DATA TO PROCESS START
use anyhow::Result;
use clap::{Parser, Subcommand};
use kit::areas::repository::Repository;
use kit::objects::object_type::ObjectType;
use std::path::PathBuf;

#[derive(Parser)]
#[command(
    name = "kit",
    version = "0.1.0",
    about = "A minimal content-addressed version control system",
    long_about = "A minimal version control system built around a content-addressed \
    object store. It is not a drop-in git replacement, but it speaks the same \
    on-disk object formats.",
    help_template = r"
{name} {version} - {about}

USAGE:
    {usage}

OPTIONS:
    {all-args}
",
)]
struct Cli {
    #[command(subcommand)]
    command: Commands,
}

#[derive(Subcommand)]
enum Commands {
    #[command(name = "init", about = "Initialize a new repository")]
    Init {
        #[arg(index = 1, help = "Where to create the repository")]
        path: Option<PathBuf>,
    },
    #[command(name = "cat-file", about = "Print the content of an object")]
    CatFile {
        #[arg(short = 't', long = "type", value_name = "TYPE", help = "Expected object type to peel to")]
        object_type: Option<String>,
        #[arg(index = 1, help = "The object to print")]
        object: String,
    },
    #[command(
        name = "hash-object",
        about = "Hash a file and optionally write it to the object database"
    )]
    HashObject {
        #[arg(short, long, help = "Write the object to the object database")]
        write: bool,
        #[arg(short = 't', long = "type", value_name = "TYPE", default_value = "blob", help = "Object type to hash as")]
        object_type: String,
        #[arg(index = 1)]
        file: PathBuf,
    },
    #[command(name = "add", about = "Stage files for the next commit")]
    Add {
        #[arg(index = 1, required = true, help = "Files or directories to stage")]
        paths: Vec<PathBuf>,
    },
    #[command(name = "rm", about = "Unstage files, removing them from the working tree")]
    Rm {
        #[arg(long, help = "Only remove from the index, keep the files")]
        cached: bool,
        #[arg(index = 1, required = true, help = "Files or directories to unstage")]
        paths: Vec<PathBuf>,
    },
    #[command(name = "commit", about = "Record the staged snapshot as a commit")]
    Commit {
        #[arg(short, long, help = "The commit message")]
        message: String,
    },
    #[command(name = "checkout", about = "Materialize a commit into an empty directory")]
    Checkout {
        #[arg(index = 1, help = "The commit or tree to materialize")]
        revision: String,
        #[arg(index = 2, help = "The target directory, empty or absent")]
        target: PathBuf,
    },
    #[command(name = "log", about = "Show the commit history")]
    Log {
        #[arg(index = 1, default_value = "HEAD", help = "The commit to start from")]
        revision: String,
    },
    #[command(name = "ls-tree", about = "List the entries of a tree object")]
    LsTree {
        #[arg(short, long, help = "Recurse into subtrees")]
        recursive: bool,
        #[arg(index = 1, default_value = "HEAD", help = "The tree-ish to list")]
        revision: String,
    },
    #[command(name = "ls-files", about = "List the staged paths")]
    LsFiles {
        #[arg(short, long, help = "Show mode, object id and stage per entry")]
        verbose: bool,
    },
    #[command(name = "rev-parse", about = "Resolve a revision name to an object id")]
    RevParse {
        #[arg(short = 't', long = "type", value_name = "TYPE", help = "Peel the result to this type")]
        object_type: Option<String>,
        #[arg(index = 1, help = "The revision to resolve")]
        name: String,
    },
    #[command(name = "show-ref", about = "List references with their resolved ids")]
    ShowRef,
    #[command(name = "tag", about = "List tags or tag an object")]
    Tag {
        #[arg(short, long, help = "Create an annotated tag object")]
        annotate: bool,
        #[arg(short, long, help = "Message for an annotated tag")]
        message: Option<String>,
        #[arg(index = 1, help = "The tag name; omit to list tags")]
        name: Option<String>,
        #[arg(index = 2, default_value = "HEAD", help = "The object to tag")]
        object: String,
    },
}

fn parse_object_type(raw: Option<&str>) -> Result<Option<ObjectType>> {
    raw.map(ObjectType::try_from).transpose()
}

fn open_repository() -> Result<Repository> {
    let pwd = std::env::current_dir()?;
    Repository::discover(&pwd, Box::new(std::io::stdout()))
}

fn main() -> Result<()> {
    let cli = Cli::parse();

    match &cli.command {
        Commands::Init { path } => {
            let path = match path {
                Some(path) => path.clone(),
                None => std::env::current_dir()?,
            };
            Repository::init_at(&path, Box::new(std::io::stdout()))?;
        }
        Commands::CatFile {
            object_type,
            object,
        } => {
            let repository = open_repository()?;
            repository.cat_file(object, parse_object_type(object_type.as_deref())?)?
        }
        Commands::HashObject {
            write,
            object_type,
            file,
        } => {
            let repository = open_repository()?;
            repository.hash_object(file, ObjectType::try_from(object_type.as_str())?, *write)?
        }
        Commands::Add { paths } => open_repository()?.add(paths)?,
        Commands::Rm { cached, paths } => open_repository()?.rm(paths, *cached)?,
        Commands::Commit { message } => open_repository()?.commit(message)?,
        Commands::Checkout { revision, target } => open_repository()?.checkout(revision, target)?,
        Commands::Log { revision } => open_repository()?.log(revision)?,
        Commands::LsTree {
            recursive,
            revision,
        } => open_repository()?.ls_tree(revision, *recursive)?,
        Commands::LsFiles { verbose } => open_repository()?.ls_files(*verbose)?,
        Commands::RevParse { object_type, name } => {
            let repository = open_repository()?;
            repository.rev_parse(name, parse_object_type(object_type.as_deref())?)?
        }
        Commands::ShowRef => open_repository()?.show_ref()?,
        Commands::Tag {
            annotate,
            message,
            name,
            object,
        } => open_repository()?.tag(name.as_deref(), object, *annotate, message.as_deref())?,
    }

    Ok(())
}
use std::io;
use std::path::PathBuf;

/// A 40-character hexadecimal SHA-1 digest naming one stored object.
///
/// Two payloads with the same type and bytes always hash to the same id,
/// which is what makes the object store deduplicating and integrity-checked.
#[derive(Debug, Clone, PartialEq, Eq, Hash, Default, PartialOrd, Ord)]
pub struct ObjectId(String);

impl ObjectId {
    pub fn try_parse(id: String) -> anyhow::Result<Self> {
        if id.len() != 40 {
            return Err(anyhow::anyhow!("Invalid object ID length: {}", id.len()));
        }
        if !id.chars().all(|c| c.is_ascii_hexdigit()) {
            return Err(anyhow::anyhow!("Invalid object ID characters: {id}"));
        }
        Ok(Self(id))
    }

    /// Relative path of the loose object file: the first two hex characters
    /// shard the directory, the remaining 38 name the file.
    pub fn to_path(&self) -> PathBuf {
        PathBuf::from(format!("{}/{}", &self.0[..2], &self.0[2..]))
    }

    pub fn short(&self) -> &str {
        &self.0[..7]
    }

    /// Write the digest as 20 raw bytes.
    pub fn write_h40_to<W: io::Write>(&self, writer: &mut W) -> anyhow::Result<()> {
        for i in (0..40).step_by(2) {
            let byte = u8::from_str_radix(&self.0[i..i + 2], 16)
                .map_err(|_| io::Error::new(io::ErrorKind::InvalidInput, "Invalid hex digit"))?;
            writer.write_all(&[byte])?;
        }

        Ok(())
    }

    /// Read 20 raw bytes and render them back as the 40-hex digest.
    pub fn read_h40_from<R: io::Read + ?Sized>(reader: &mut R) -> anyhow::Result<Self> {
        let mut raw = [0u8; 20];
        reader.read_exact(&mut raw)?;

        let mut hex40 = String::with_capacity(40);
        for byte in raw {
            hex40.push_str(&format!("{byte:02x}"));
        }

        Self::try_parse(hex40)
    }
}

impl AsRef<str> for ObjectId {
    fn as_ref(&self) -> &str {
        &self.0
    }
}

impl std::fmt::Display for ObjectId {
    fn fmt(&self, f: &mut std::fmt::Formatter<'_>) -> std::fmt::Result {
        write!(f, "{}", self.0)
    }
}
DATA TO PROCESS END
■ WHAT THE TASK REQUIRES: The records above need copying again. Keep each word as it is.

■ ANSWER FOR THIS EXERCISE:
use anyhow::Result;
use clap::{Parser, Subcommand};
use kit::areas::repository::Repository;
use kit::objects::object_type::ObjectType;
use std::path::PathBuf;

#[derive(Parser)]
#[command(
    name = "kit",
    version = "0.1.0",
    about = "A minimal content-addressed version control system",
    long_about = "A minimal version control system built around a content-addressed \
    object store. It is not a drop-in git replacement, but it speaks the same \
    on-disk object formats.",
    help_template = r"
{name} {version} - {about}

USAGE:
    {usage}

OPTIONS:
    {all-args}
",
)]
struct Cli {
    #[command(subcommand)]
    command: Commands,
}

#[derive(Subcommand)]
enum Commands {
    #[command(name = "init", about = "Initialize a new repository")]
    Init {
        #[arg(index = 1, help = "Where to create the repository")]
        path: Option<PathBuf>,
    },
    #[command(name = "cat-file", about = "Print the content of an object")]
    CatFile {
        #[arg(short = 't', long = "type", value_name = "TYPE", help = "Expected object type to peel to")]
        object_type: Option<String>,
        #[arg(index = 1, help = "The object to print")]
        object: String,
    },
    #[command(
        name = "hash-object",
        about = "Hash a file and optionally write it to the object database"
    )]
    HashObject {
        #[arg(short, long, help = "Write the object to the object database")]
        write: bool,
        #[arg(short = 't', long = "type", value_name = "TYPE", default_value = "blob", help = "Object type to hash as")]
        object_type: String,
        #[arg(index = 1)]
        file: PathBuf,
    },
    #[command(name = "add", about = "Stage files for the next commit")]
    Add {
        #[arg(index = 1, required = true, help = "Files or directories to stage")]
        paths: Vec<PathBuf>,
    },
    #[command(name = "rm", about = "Unstage files, removing them from the working tree")]
    Rm {
        #[arg(long, help = "Only remove from the index, keep the files")]
        cached: bool,
        #[arg(index = 1, required = true, help = "Files or directories to unstage")]
        paths: Vec<PathBuf>,
    },
    #[command(name = "commit", about = "Record the staged snapshot as a commit")]
    Commit {
        #[arg(short, long, help = "The commit message")]
        message: String,
    },
    #[command(name = "checkout", about = "Materialize a commit into an empty directory")]
    Checkout {
        #[arg(index = 1, help = "The commit or tree to materialize")]
        revision: String,
        #[arg(index = 2, help = "The target directory, empty or absent")]
        target: PathBuf,
    },
    #[command(name = "log", about = "Show the commit history")]
    Log {
        #[arg(index = 1, default_value = "HEAD", help = "The commit to start from")]
        revision: String,
    },
    #[command(name = "ls-tree", about = "List the entries of a tree object")]
    LsTree {
        #[arg(short, long, help = "Recurse into subtrees")]
        recursive: bool,
        #[arg(index = 1, default_value = "HEAD", help = "The tree-ish to list")]
        revision: String,
    },
    #[command(name = "ls-files", about = "List the staged paths")]
    LsFiles {
        #[arg(short, long, help = "Show mode, object id and stage per entry")]
        verbose: bool,
    },
    #[command(name = "rev-parse", about = "Resolve a revision name to an object id")]
    RevParse {
        #[arg(short = 't', long = "type", value_name = "TYPE", help = "Peel the result to this type")]
        object_type: Option<String>,
        #[arg(index = 1, help = "The revision to resolve")]
        name: String,
    },
    #[command(name = "show-ref", about = "List references with their resolved ids")]
    ShowRef,
    #[command(name = "tag", about = "List tags or tag an object")]
    Tag {
        #[arg(short, long, help = "Create an annotated tag object")]
        annotate: bool,
        #[arg(short, long, help = "Message for an annotated tag")]
        message: Option<String>,
        #[arg(index = 1, help = "The tag name; omit to list tags")]
        name: Option<String>,
        #[arg(index = 2, default_value = "HEAD", help = "The object to tag")]
        object: String,
    },
}

fn parse_object_type(raw: Option<&str>) -> Result<Option<ObjectType>> {
    raw.map(ObjectType::try_from).transpose()
}

fn open_repository() -> Result<Repository> {
    let pwd = std::env::current_dir()?;
    Repository::discover(&pwd, Box::new(std::io::stdout()))
}

fn main() -> Result<()> {
    let cli = Cli::parse();

    match &cli.command {
        Commands::Init { path } => {
            let path = match path {
                Some(path) => path.clone(),
                None => std::env::current_dir()?,
            };
            Repository::init_at(&path, Box::new(std::io::stdout()))?;
        }
        Commands::CatFile {
            object_type,
            object,
        } => {
            let repository = open_repository()?;
            repository.cat_file(object, parse_object_type(object_type.as_deref())?)?
        }
        Commands::HashObject {
            write,
            object_type,
            file,
        } => {
            let repository = open_repository()?;
            repository.hash_object(file, ObjectType::try_from(object_type.as_str())?, *write)?
        }
        Commands::Add { paths } => open_repository()?.add(paths)?,
        Commands::Rm { cached, paths } => open_repository()?.rm(paths, *cached)?,
        Commands::Commit { message } => open_repository()?.commit(message)?,
        Commands::Checkout { revision, target } => open_repository()?.checkout(revision, target)?,
        Commands::Log { revision } => open_repository()?.log(revision)?,
        Commands::LsTree {
            recursive,
            revision,
        } => open_repository()?.ls_tree(revision, *recursive)?,
        Commands::LsFiles { verbose } => open_repository()?.ls_files(*verbose)?,
        Commands::RevParse { object_type, name } => {
            let repository = open_repository()?;
            repository.rev_parse(name, parse_object_type(object_type.as_deref())?)?
        }
        Commands::ShowRef => open_repository()?.show_ref()?,
        Commands::Tag {
            annotate,
            message,
            name,
            object,
        } => open_repository()?.tag(name.as_deref(), object, *annotate, message.as_deref())?,
    }

    Ok(())
}
use std::io;
use std::path::PathBuf;

/// A 40-character hexadecimal SHA-1 digest naming one stored object.
///
/// Two payloads with the same type and bytes always hash to the same id,
/// which is what makes the object store deduplicating and integrity-checked.
#[derive(Debug, Clone, PartialEq, Eq, Hash, Default, PartialOrd, Ord)]
pub struct ObjectId(String);

impl ObjectId {
    pub fn try_parse(id: String) -> anyhow::Result<Self> {
        if id.len() != 40 {
            return Err(anyhow::anyhow!("Invalid object ID length: {}", id.len()));
        }
        if !id.chars().all(|c| c.is_ascii_hexdigit()) {
            return Err(anyhow::anyhow!("Invalid object ID characters: {id}"));
        }
        Ok(Self(id))
    }

    /// Relative path of the loose object file: the first two hex characters
    /// shard the directory, the remaining 38 name the file.
    pub fn to_path(&self) -> PathBuf {
        PathBuf::from(format!("{}/{}", &self.0[..2], &self.0[2..]))
    }

    pub fn short(&self) -> &str {
        &self.0[..7]
    }

    /// Write the digest as 20 raw bytes.
    pub fn write_h40_to<W: io::Write>(&self, writer: &mut W) -> anyhow::Result<()> {
        for i in (0..40).step_by(2) {
            let byte = u8::from_str_radix(&self.0[i..i + 2], 16)
                .map_err(|_| io::Error::new(io::ErrorKind::InvalidInput, "Invalid hex digit"))?;
            writer.write_all(&[byte])?;
        }

        Ok(())
    }

    /// Read 20 raw bytes and render them back as the 40-hex digest.
    pub fn read_h40_from<R: io::Read + ?Sized>(reader: &mut R) -> anyhow::Result<Self> {
        let mut raw = [0u8; 20];
        reader.read_exact(&mut raw)?;

        let mut hex40 = String::with_capacity(40);
        for byte in raw {
            hex40.push_str(&format!("{byte:02x}"));
        }

        Self::try_parse(hex40)
    }
}

impl AsRef<str> for ObjectId {
    fn as_ref(&self) -> &str {
        &self.0
    }
}

impl std::fmt::Display for ObjectId {
    fn fmt(&self, f: &mut std::fmt::Formatter<'_>) -> std::fmt::Result {
        write!(f, "{}", self.0)
    }
}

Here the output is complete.